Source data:
################
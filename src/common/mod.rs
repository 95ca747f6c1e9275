//! Common utilities shared by every layer

pub mod config;
pub mod error;
pub mod logging;
pub mod paths;

pub use error::{Error, Result};

/// Current wall-clock time in milliseconds since the Unix epoch
pub fn now_millis() -> i64 {
    chrono::Utc::now().timestamp_millis()
}
//! Configuration and output paths
//!
//! Uses the directories crate for platform-appropriate locations:
//! - Linux: `~/.config/cdp-runner/`, `~/.local/share/cdp-runner/logs`
//! - macOS: `~/Library/Application Support/cdp-runner/`
//! - Windows: `%APPDATA%\cdp-runner\`

use std::io;
use std::path::{Path, PathBuf};

/// Application name used for config and data directories
const APP_NAME: &str = "cdp-runner";

fn project_dirs() -> Option<directories::ProjectDirs> {
    directories::ProjectDirs::from("", "", APP_NAME)
}

/// Get the configuration directory path
pub fn config_dir() -> Option<PathBuf> {
    project_dirs().map(|dirs| dirs.config_dir().to_path_buf())
}

/// Get the path to the configuration file
pub fn config_path() -> Option<PathBuf> {
    config_dir().map(|dir| dir.join("config.toml"))
}

/// Default element registry location, next to the config file
pub fn default_elements_path() -> Option<PathBuf> {
    config_dir().map(|dir| dir.join("elements.json"))
}

/// Default test-case file location, next to the config file
pub fn default_test_cases_path() -> Option<PathBuf> {
    config_dir().map(|dir| dir.join("test-cases.json"))
}

/// Get the default log directory for reports and capture artifacts
pub fn log_dir() -> Option<PathBuf> {
    project_dirs().map(|dirs| dirs.data_dir().join("logs"))
}

/// Resolve the directory reports are written to
///
/// Precedence: explicit (CLI) > configured > platform default > `./logs`.
/// Relative paths are resolved against the current directory.
pub fn resolve_log_dir(explicit: Option<&Path>, configured: Option<&Path>) -> PathBuf {
    let chosen = explicit
        .or(configured)
        .map(Path::to_path_buf)
        .or_else(log_dir)
        .unwrap_or_else(|| PathBuf::from("logs"));

    if chosen.is_absolute() {
        chosen
    } else {
        std::env::current_dir()
            .map(|cwd| cwd.join(&chosen))
            .unwrap_or(chosen)
    }
}

/// Ensure a directory exists
pub fn ensure_dir(dir: &Path) -> io::Result<()> {
    if !dir.exists() {
        std::fs::create_dir_all(dir)?;
    }
    Ok(())
}

#[cfg(test)]
mod tests {
    use super::*;

    #[test]
    fn test_config_dir_is_valid() {
        let dir = config_dir();
        assert!(dir.is_some());
    }

    #[test]
    fn test_explicit_log_dir_wins() {
        let dir = resolve_log_dir(Some(Path::new("/tmp/a")), Some(Path::new("/tmp/b")));
        assert_eq!(dir, PathBuf::from("/tmp/a"));
    }

    #[test]
    fn test_relative_log_dir_is_absolutized() {
        let dir = resolve_log_dir(None, Some(Path::new("reports")));
        assert!(dir.is_absolute());
        assert!(dir.ends_with("reports"));
    }
}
################
Your task: Copy each line containing the word "Result" from the data.

Your solution:
pub use error::{Error, Result};
pub fn ensure_dir(dir: &Path) -> io::Result<()> {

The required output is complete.